Computational models were developed to demonstrate possible generation of mitochondrial outer membrane potential (OMP) due to a sustained transfer of negatively charged phosphoryl groups through the electrogenic complexes formed by the voltage-dependent anion channel (VDAC) and hexokinase (HK), VDAC and adenine nucleotide translocator (ANT), or VDAC and creatine kinase (CK) together with ANT. The thermodynamic estimations showed a high probability of generation of OMP (positive in the intermembrane space) by VDAC-HK complexes using the Gibbs free energy of the HK reaction. OMP, generated by the ANT-VDAC and ANT-CK-VDAC bi-transmembrane contact sites together with the inner membrane potential, may be positive or negative, depending on metabolic conditions, thus justifying the functionality of the essentially symmetrical bell-shaped VDAC’s voltage-gating properties.

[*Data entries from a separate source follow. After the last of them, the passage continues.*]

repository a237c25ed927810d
pub mod services;
pub mod utils;
use std::sync::RwLock;

use crate::{
    domain::Ledger,
    errors::{LedgerError, Result},
};

use super::LedgerStore;

/// Keeps the ledger in process memory. Used by tests and throwaway sessions.
#[derive(Debug, Default)]
pub struct InMemoryLedgerStore {
    ledger: RwLock<Option<Ledger>>,
}

impl InMemoryLedgerStore {
    pub fn new() -> Self {
        Self::default()
    }

    pub fn with_ledger(ledger: Ledger) -> Self {
        Self {
            ledger: RwLock::new(Some(ledger)),
        }
    }

    /// Number of records currently stored, `None` if nothing was ever persisted.
    pub fn stored_len(&self) -> Option<usize> {
        self.ledger
            .read()
            .ok()
            .and_then(|guard| guard.as_ref().map(Ledger::len))
    }
}

impl LedgerStore for InMemoryLedgerStore {
    fn load(&self) -> Result<Ledger> {
        let guard = self
            .ledger
            .read()
            .map_err(|_| LedgerError::Storage("in-memory ledger lock poisoned".into()))?;
        Ok(guard.clone().unwrap_or_default())
    }

    fn persist(&self, ledger: &Ledger) -> Result<()> {
        let mut guard = self
            .ledger
            .write()
            .map_err(|_| LedgerError::Storage("in-memory ledger lock poisoned".into()))?;
        *guard = Some(ledger.clone());
        Ok(())
    }

    fn describe(&self) -> String {
        "in-memory".to_string()
    }
}
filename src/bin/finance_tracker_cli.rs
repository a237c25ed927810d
use finance_tracker::{cli::run_cli, init};

fn main() {
    init();

    if let Err(err) = run_cli() {
        eprintln!("Error: {err}");
        std::process::exit(1);
    }
}
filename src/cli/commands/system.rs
use crate::cli::core::{CommandError, CommandResult, ShellContext};
use crate::cli::help;
use crate::cli::output::section as output_section;
use crate::cli::registry::CommandEntry;
use crate::cli::ui::formatting::Formatter;
use crate::utils::build_info;

pub(crate) fn definitions() -> Vec<CommandEntry> {
    vec![
        CommandEntry::new("version", "Show build metadata", "version", cmd_version),
        CommandEntry::new(
            "help",
            "Show available commands",
            "help [command]",
            cmd_help,
        ),
        CommandEntry::new("exit", "Exit the shell", "exit", cmd_exit).with_aliases(&["quit"]),
    ]
}

fn cmd_version(_context: &mut ShellContext, _args: &[&str]) -> CommandResult {
    let meta = build_info::current();
    output_section(format!("Finance Tracker {}", meta.version));
    Formatter::new().print_two_column(&meta.rows());
    Ok(())
}

fn cmd_help(context: &mut ShellContext, args: &[&str]) -> CommandResult {
    if let Some(command) = args.first().map(|name| name.to_lowercase()) {
        if let Some(command) = context.command(&command) {
            help::print_command(command);
        } else {
            context.suggest_command(args[0]);
        }
        return Ok(());
    }

    help::print_overview(&context.registry);
    Ok(())
}

fn cmd_exit(_context: &mut ShellContext, _args: &[&str]) -> CommandResult {
    Err(CommandError::ExitRequested)
}
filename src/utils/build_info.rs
/// Compile-time build metadata produced by `build.rs`.
#[derive(Debug, Clone, Copy)]
pub struct BuildMetadata {
    pub version: &'static str,
    pub git_hash: &'static str,
    pub git_status: &'static str,
    pub timestamp: &'static str,
    pub target: &'static str,
    pub profile: &'static str,
    pub rustc: &'static str,
}

/// Returns the statically-embedded build metadata.
pub fn current() -> BuildMetadata {
    BuildMetadata {
        version: env!("CARGO_PKG_VERSION"),
        git_hash: option_env!("FINANCE_TRACKER_BUILD_HASH").unwrap_or("unknown"),
        git_status: option_env!("FINANCE_TRACKER_BUILD_STATUS").unwrap_or("unknown"),
        timestamp: option_env!("FINANCE_TRACKER_BUILD_TIMESTAMP").unwrap_or("unknown"),
        target: option_env!("FINANCE_TRACKER_BUILD_TARGET").unwrap_or("unknown"),
        profile: option_env!("FINANCE_TRACKER_BUILD_PROFILE").unwrap_or("unknown"),
        rustc: option_env!("FINANCE_TRACKER_BUILD_RUSTC").unwrap_or("unknown"),
    }
}

impl BuildMetadata {
    /// Label/value rows in the order the `version` command prints them.
    pub fn rows(&self) -> Vec<(&'static str, String)> {
        vec![
            ("Version", self.version.to_string()),
            (
                "Build hash",
                format!("{} ({})", self.git_hash, self.git_status),
            ),
            ("Built at", self.timestamp.to_string()),
            ("Target", self.target.to_string()),
            ("Profile", self.profile.to_string()),
            ("Rustc", self.rustc.to_string()),
        ]
    }
}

A decrease in the conductance and/or an increase in the voltage sensitivity of VDACs by various effectors potentiate OMP generation. On the other hand, the factors that prevent formation of VDAC-HK complexes could decrease OMP, causing an anti-Warburg effect. The computational analysis demonstrates the possibility of a combined, voltage gating and “molecular corking up” modulation of VDAC and, consequently, of the mitochondrial outer membrane permeability. It also predicts an influence of OMP on apparent values of the inner membrane potential measured with membrane-permeable charged fluorescent probes. The presented models suggest novel physiological mechanisms of OMP generation, as an electrical feedback control of the mitochondrial energy flux through the outer membrane, with possible implications in cell death resistance and electrical suppression of mitochondrial energetics in cancer cells, thus underlying the Warburg and Crabtree effects.